SUPPLIED MATERIAL section start
use axum::Json;
use tethered_api::HealthResponse;

/// GET /api/health: server liveness check.
pub async fn health() -> Json<HealthResponse> {
    Json(HealthResponse {
        status: "ok".to_string(),
        version: env!("CARGO_PKG_VERSION").to_string(),
    })
}
use chrono::{DateTime, NaiveDate, Utc};
use serde::{Deserialize, Serialize};

/// The pairing record between exactly two users.
///
/// `party_a` is the invite owner and `party_b` the redeemer, but callers
/// should treat the pair as unordered and go through [`partner_of`](Self::partner_of).
#[derive(Debug, Clone, PartialEq, Eq, Serialize, Deserialize)]
pub struct FamilyConnection {
    pub id: String,
    pub party_a: String,
    pub party_b: String,
    pub connected_at: DateTime<Utc>,
}

impl FamilyConnection {
    pub fn involves(&self, user_id: &str) -> bool {
        self.party_a == user_id || self.party_b == user_id
    }

    /// The other party, or `None` when `user_id` is not part of this connection.
    pub fn partner_of(&self, user_id: &str) -> Option<&str> {
        if self.party_a == user_id {
            Some(&self.party_b)
        } else if self.party_b == user_id {
            Some(&self.party_a)
        } else {
            None
        }
    }

    pub fn parties(&self) -> [&str; 2] {
        [&self.party_a, &self.party_b]
    }
}

/// Kind of action that advances a streak.
#[derive(Debug, Clone, Copy, PartialEq, Eq, Serialize, Deserialize)]
#[serde(rename_all = "snake_case")]
pub enum InteractionKind {
    CheckIn,
    Reply,
    PromptAnswer,
}

impl InteractionKind {
    pub fn as_str(&self) -> &str {
        match self {
            Self::CheckIn => "check_in",
            Self::Reply => "reply",
            Self::PromptAnswer => "prompt_answer",
        }
    }

    pub fn parse(raw: &str) -> Option<Self> {
        match raw {
            "check_in" => Some(Self::CheckIn),
            "reply" => Some(Self::Reply),
            "prompt_answer" => Some(Self::PromptAnswer),
            _ => None,
        }
    }
}

impl std::fmt::Display for InteractionKind {
    fn fmt(&self, f: &mut std::fmt::Formatter<'_>) -> std::fmt::Result {
        f.write_str(self.as_str())
    }
}

/// One logged qualifying interaction.
#[derive(Debug, Clone, PartialEq, Eq, Serialize, Deserialize)]
pub struct Interaction {
    pub id: String,
    pub connection_id: String,
    pub user_id: String,
    pub kind: InteractionKind,
    /// Canonical day the interaction counted towards.
    pub day: NaiveDate,
    pub occurred_at: DateTime<Utc>,
}

#[cfg(test)]
mod tests {
    use super::*;

    fn connection() -> FamilyConnection {
        FamilyConnection {
            id: "c1".into(),
            party_a: "student".into(),
            party_b: "parent".into(),
            connected_at: Utc::now(),
        }
    }

    #[test]
    fn partner_is_symmetric() {
        let c = connection();
        assert_eq!(c.partner_of("student"), Some("parent"));
        assert_eq!(c.partner_of("parent"), Some("student"));
        assert_eq!(c.partner_of("stranger"), None);
        assert!(c.involves("parent"));
        assert!(!c.involves("stranger"));
    }

    #[test]
    fn interaction_kind_parses_its_own_names() {
        for kind in [
            InteractionKind::CheckIn,
            InteractionKind::Reply,
            InteractionKind::PromptAnswer,
        ] {
            assert_eq!(InteractionKind::parse(kind.as_str()), Some(kind));
        }
        assert_eq!(InteractionKind::parse("like"), None);
    }
}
SUPPLIED MATERIAL section end
- _DIRECTIONS_: The whole listing is to be transcribed exactly.

- _TASK SOLUTION_:
use axum::Json;
use tethered_api::HealthResponse;

/// GET /api/health: server liveness check.
pub async fn health() -> Json<HealthResponse> {
    Json(HealthResponse {
        status: "ok".to_string(),
        version: env!("CARGO_PKG_VERSION").to_string(),
    })
}
use chrono::{DateTime, NaiveDate, Utc};
use serde::{Deserialize, Serialize};

/// The pairing record between exactly two users.
///
/// `party_a` is the invite owner and `party_b` the redeemer, but callers
/// should treat the pair as unordered and go through [`partner_of`](Self::partner_of).
#[derive(Debug, Clone, PartialEq, Eq, Serialize, Deserialize)]
pub struct FamilyConnection {
    pub id: String,
    pub party_a: String,
    pub party_b: String,
    pub connected_at: DateTime<Utc>,
}

impl FamilyConnection {
    pub fn involves(&self, user_id: &str) -> bool {
        self.party_a == user_id || self.party_b == user_id
    }

    /// The other party, or `None` when `user_id` is not part of this connection.
    pub fn partner_of(&self, user_id: &str) -> Option<&str> {
        if self.party_a == user_id {
            Some(&self.party_b)
        } else if self.party_b == user_id {
            Some(&self.party_a)
        } else {
            None
        }
    }

    pub fn parties(&self) -> [&str; 2] {
        [&self.party_a, &self.party_b]
    }
}

/// Kind of action that advances a streak.
#[derive(Debug, Clone, Copy, PartialEq, Eq, Serialize, Deserialize)]
#[serde(rename_all = "snake_case")]
pub enum InteractionKind {
    CheckIn,
    Reply,
    PromptAnswer,
}

impl InteractionKind {
    pub fn as_str(&self) -> &str {
        match self {
            Self::CheckIn => "check_in",
            Self::Reply => "reply",
            Self::PromptAnswer => "prompt_answer",
        }
    }

    pub fn parse(raw: &str) -> Option<Self> {
        match raw {
            "check_in" => Some(Self::CheckIn),
            "reply" => Some(Self::Reply),
            "prompt_answer" => Some(Self::PromptAnswer),
            _ => None,
        }
    }
}

impl std::fmt::Display for InteractionKind {
    fn fmt(&self, f: &mut std::fmt::Formatter<'_>) -> std::fmt::Result {
        f.write_str(self.as_str())
    }
}

/// One logged qualifying interaction.
#[derive(Debug, Clone, PartialEq, Eq, Serialize, Deserialize)]
pub struct Interaction {
    pub id: String,
    pub connection_id: String,
    pub user_id: String,
    pub kind: InteractionKind,
    /// Canonical day the interaction counted towards.
    pub day: NaiveDate,
    pub occurred_at: DateTime<Utc>,
}

#[cfg(test)]
mod tests {
    use super::*;

    fn connection() -> FamilyConnection {
        FamilyConnection {
            id: "c1".into(),
            party_a: "student".into(),
            party_b: "parent".into(),
            connected_at: Utc::now(),
        }
    }

    #[test]
    fn partner_is_symmetric() {
        let c = connection();
        assert_eq!(c.partner_of("student"), Some("parent"));
        assert_eq!(c.partner_of("parent"), Some("student"));
        assert_eq!(c.partner_of("stranger"), None);
        assert!(c.involves("parent"));
        assert!(!c.involves("stranger"));
    }

    #[test]
    fn interaction_kind_parses_its_own_names() {
        for kind in [
            InteractionKind::CheckIn,
            InteractionKind::Reply,
            InteractionKind::PromptAnswer,
        ] {
            assert_eq!(InteractionKind::parse(kind.as_str()), Some(kind));
        }
        assert_eq!(InteractionKind::parse("like"), None);
    }
}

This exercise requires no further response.